Fue Solomon Asch, que como pionero en psicología social con sus investigaciones de grupos de personas y sus reacciones ante determinadas circunstancias, especialmente en situaciones ambiguas, llegó a la conclusión que en las diferente clases de fenómenos a los que se enfrenta el ser humano, tiende a observar su alrededor y utilizar esa información contextual para llevar a cabo una toma de decisiones.
En muchas situaciones de nuestra vida cotidiana seguimos normas sociales y nos conformamos (sucumbimos a la presión de grupo), pero no por ello modificamos nuestras opiniones personales, lo que nos viene a decir que a nivel privado no aceptamos la situación.
O sea, que como en el caso del Covid-19, aceptamos lo que nos imponen, pero la diferencia con las investigaciones de Solomon Asch (si las hiciera en 2020), es que en cierto sentido aceptamos la influencia del contexto porque no tenemos constancia de que haya otra respuesta mejor que dar a la pandemia (al menos hasta que no haya vacunas).

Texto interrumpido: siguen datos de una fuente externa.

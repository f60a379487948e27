//! First-match rule selection
//!
//! A linear scan over rules in declaration order; for each rule every
//! classification is tried. The first rule matching any classification
//! wins. There is no specificity ranking.

use crate::rules::{Rule, RuleTable};

/// A selected rule together with the classification that selected it
#[derive(Debug, Clone, Copy, PartialEq, Eq)]
pub struct Match<'r, 'c> {
    pub rule: &'r Rule,
    /// `None` when the rule was picked as the `default` fallback
    pub classification: Option<&'c str>,
}

/// Return the first rule whose pattern matches any classification.
///
/// `default` rules are skipped here; see [`fallback`].
#[must_use]
pub fn find_match<'r, 'c, S: AsRef<str>>(
    classifications: &'c [S],
    rules: &'r RuleTable,
) -> Option<Match<'r, 'c>> {
    rules.iter().find_map(|rule| {
        classifications
            .iter()
            .map(AsRef::as_ref)
            .find(|c| rule.pattern().matches(c))
            .map(|c| Match {
                rule,
                classification: Some(c),
            })
    })
}

/// Fallback pass: the first `default` rule, if any.
#[must_use]
pub fn fallback(rules: &RuleTable) -> Option<Match<'_, 'static>> {
    rules.default_rule().map(|rule| Match {
        rule,
        classification: None,
    })
}
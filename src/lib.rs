//! Prevue - rule-driven file previews for terminal pickers
//!
//! A target path is classified (by extension, sniffed or probed MIME type,
//! or user classifier commands), matched against an ordered rule table, and
//! the first matching rule's command is run through the user's shell with
//! `{}` replaced by the target's absolute path.

use std::path::PathBuf;
use thiserror::Error;

pub mod classify;
pub mod cli;
pub mod config;
pub mod dispatch;
pub mod exec;
pub mod matcher;
pub mod mime;
pub mod output;
pub mod rules;
pub mod target;

#[cfg(test)]
pub mod testing;

/// Error enum, contains all failure states of the program
#[derive(Debug, Error)]
pub enum PrevueError {
    /// Malformed rule file
    #[error("Configuration error in {}: {source}", path.display())]
    Rules {
        path: PathBuf,
        #[source]
        source: rules::RuleError,
    },
    /// Runtime settings could not be assembled
    #[error("Configuration error: {0}")]
    Settings(#[from] ::config::ConfigError),
    /// Target or configuration could not be read
    #[error("I/O error: {0}")]
    Io(#[from] std::io::Error),
    /// Target could not be classified
    #[error("Classification failed: {0}")]
    Classify(#[from] classify::ClassifyError),
    /// A command could not be started
    #[error("{0}")]
    Exec(#[from] exec::ExecError),
    /// Invalid command-line input
    #[error("Invalid input: {0}")]
    InvalidInput(String),
}

/// Exit code for fatal errors
pub const FATAL_EXIT: i32 = 1;
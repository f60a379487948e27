//! Resolved preview target

use std::fmt;
use std::fs;
use std::io;
use std::path::{Path, PathBuf};

/// Absolute, symlink-resolved path of the file being previewed.
///
/// Resolved once at dispatch start; every later stage reuses it.
#[derive(Debug, Clone, PartialEq, Eq)]
pub struct Target {
    path: PathBuf,
}

impl Target {
    /// Resolve `path` to an absolute canonical path.
    ///
    /// # Errors
    /// Returns an `io::Error` if the path does not exist or cannot be resolved.
    pub fn resolve(path: impl AsRef<Path>) -> io::Result<Self> {
        let path = fs::canonicalize(path.as_ref()).map_err(|e| {
            io::Error::new(
                e.kind(),
                format!("Cannot access '{}': {e}", path.as_ref().display()),
            )
        })?;
        Ok(Self { path })
    }

    #[must_use]
    pub fn path(&self) -> &Path {
        &self.path
    }

    /// Suffix of the file name from its last `.`, or an empty string.
    ///
    /// Dotfiles keep their whole name (`.bashrc`), unlike [`Path::extension`].
    #[must_use]
    pub fn extension(&self) -> String {
        self.path
            .file_name()
            .map(|name| name.to_string_lossy())
            .and_then(|name| name.rfind('.').map(|dot| name[dot..].to_string()))
            .unwrap_or_default()
    }

    /// # Errors
    /// Returns an `io::Error` if the target cannot be stat'd.
    pub fn is_dir(&self) -> io::Result<bool> {
        fs::metadata(&self.path).map(|m| m.is_dir())
    }
}

impl AsRef<Path> for Target {
    fn as_ref(&self) -> &Path {
        &self.path
    }
}

impl fmt::Display for Target {
    fn fmt(&self, f: &mut fmt::Formatter<'_>) -> fmt::Result {
        write!(f, "{}", self.path.display())
    }
}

Por tanto, toda aquella influencia negativa referida más arriba que nos aumenta la incertidumbre, nos lleva a actuar no como una actitud imitativa de la corriente (por el sólo hecho de seguir a la mayoría) sino porque sabemos que es lo único que de momento conocemos para proteger nuestra vida.
O sea, nuestra instinto de supervivencia es más fuerte que la disconformidad psicosocial que en otras circunstancias hubieran podido darse.
En otros términos: si no fuera letal el Covid-19, nuestro comportamiento sería muy distinto, por más que fuera una epidemia muy importante que colapsara la infraestructura sanitaria.
Hechas estas consideraciones, concluyamos entonces que:
1º) No hay que preocuparse ni buscar fantasmas donde no los hay, abusando de una disconformidad estúpida, quejándonos de medidas que debemos adoptar (exigencias normativas) porque está en juego no sólo nuestra vida sino la de los demás, a quiénes no tenemos derecho alguno en poner en riesgo.
2º) Que debemos seguir extremando las precauciones y especialmente en el largo puente al que nos enfrentamos en diciembre, que no se convierta en un nuevo detonante de rebrotes que nos hipoteque las Navidades porque los comportamientos en una mayoría significativa hayan sido irresponsables.
Venceremos finalmente al Covid-19 desde la firme convicción que a esta fase tan larga (ocho meses es demasiado) le falta aún un último esfuerzo para que podamos llegar a una situación sanitaria de muy pocos casos por cada cien mil habitantes.